Stored data:
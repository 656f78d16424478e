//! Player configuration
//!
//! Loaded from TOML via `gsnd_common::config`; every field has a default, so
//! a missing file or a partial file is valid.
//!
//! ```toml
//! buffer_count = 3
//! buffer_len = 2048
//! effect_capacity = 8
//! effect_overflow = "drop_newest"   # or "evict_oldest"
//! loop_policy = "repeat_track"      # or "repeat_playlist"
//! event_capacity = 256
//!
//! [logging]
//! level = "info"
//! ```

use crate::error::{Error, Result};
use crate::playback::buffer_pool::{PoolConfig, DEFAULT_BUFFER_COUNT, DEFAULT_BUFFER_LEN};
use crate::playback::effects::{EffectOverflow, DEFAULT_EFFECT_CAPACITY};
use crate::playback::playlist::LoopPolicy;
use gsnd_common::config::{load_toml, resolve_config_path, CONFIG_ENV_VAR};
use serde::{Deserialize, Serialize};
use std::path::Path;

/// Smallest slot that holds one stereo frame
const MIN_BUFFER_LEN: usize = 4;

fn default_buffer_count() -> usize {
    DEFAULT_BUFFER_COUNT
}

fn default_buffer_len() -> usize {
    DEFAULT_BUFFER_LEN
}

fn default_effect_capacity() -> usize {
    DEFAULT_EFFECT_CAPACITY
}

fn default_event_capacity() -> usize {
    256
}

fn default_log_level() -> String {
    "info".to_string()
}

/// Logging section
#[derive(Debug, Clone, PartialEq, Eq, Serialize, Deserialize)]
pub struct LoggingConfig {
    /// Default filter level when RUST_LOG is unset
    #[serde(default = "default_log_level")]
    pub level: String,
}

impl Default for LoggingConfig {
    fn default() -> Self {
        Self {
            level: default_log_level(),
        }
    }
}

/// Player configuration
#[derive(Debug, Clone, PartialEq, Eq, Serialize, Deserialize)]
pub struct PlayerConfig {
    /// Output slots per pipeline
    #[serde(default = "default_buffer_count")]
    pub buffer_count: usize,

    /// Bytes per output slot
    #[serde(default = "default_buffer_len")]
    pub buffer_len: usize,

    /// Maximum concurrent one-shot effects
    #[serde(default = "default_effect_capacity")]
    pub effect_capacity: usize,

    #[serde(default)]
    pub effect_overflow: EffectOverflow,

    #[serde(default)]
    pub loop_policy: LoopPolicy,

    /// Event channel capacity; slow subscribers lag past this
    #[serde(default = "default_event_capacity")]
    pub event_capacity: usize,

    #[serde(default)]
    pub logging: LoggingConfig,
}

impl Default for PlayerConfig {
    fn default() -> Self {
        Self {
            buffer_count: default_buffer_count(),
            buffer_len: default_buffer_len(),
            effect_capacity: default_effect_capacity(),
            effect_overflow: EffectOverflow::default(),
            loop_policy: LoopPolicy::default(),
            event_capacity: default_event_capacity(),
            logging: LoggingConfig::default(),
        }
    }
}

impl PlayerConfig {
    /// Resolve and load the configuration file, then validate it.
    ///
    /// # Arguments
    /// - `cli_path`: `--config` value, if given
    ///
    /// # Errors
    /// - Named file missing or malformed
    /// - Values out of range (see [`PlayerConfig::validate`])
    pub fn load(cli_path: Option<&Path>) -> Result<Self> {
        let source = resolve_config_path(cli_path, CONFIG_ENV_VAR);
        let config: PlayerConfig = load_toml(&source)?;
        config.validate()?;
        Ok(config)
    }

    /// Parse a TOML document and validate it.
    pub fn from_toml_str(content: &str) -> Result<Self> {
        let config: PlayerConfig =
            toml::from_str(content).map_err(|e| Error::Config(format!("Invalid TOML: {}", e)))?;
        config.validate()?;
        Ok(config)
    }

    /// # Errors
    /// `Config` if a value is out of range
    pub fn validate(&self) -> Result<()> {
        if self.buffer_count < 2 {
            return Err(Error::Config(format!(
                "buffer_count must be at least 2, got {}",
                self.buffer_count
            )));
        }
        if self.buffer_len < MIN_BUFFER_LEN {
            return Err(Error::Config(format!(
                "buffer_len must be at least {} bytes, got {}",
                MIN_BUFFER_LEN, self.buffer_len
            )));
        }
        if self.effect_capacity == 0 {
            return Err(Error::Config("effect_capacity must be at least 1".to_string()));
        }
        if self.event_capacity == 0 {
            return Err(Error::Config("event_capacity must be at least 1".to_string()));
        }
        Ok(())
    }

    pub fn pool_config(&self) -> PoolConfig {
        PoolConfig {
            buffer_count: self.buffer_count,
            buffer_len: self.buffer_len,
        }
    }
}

## [To do]
The required answer is each line of the entries containing the string "serde".

## [Result]
use serde::{Deserialize, Serialize};
    #[serde(default = "default_log_level")]
    #[serde(default = "default_buffer_count")]
    #[serde(default = "default_buffer_len")]
    #[serde(default = "default_effect_capacity")]
    #[serde(default)]
    #[serde(default)]
    #[serde(default = "default_event_capacity")]
    #[serde(default)]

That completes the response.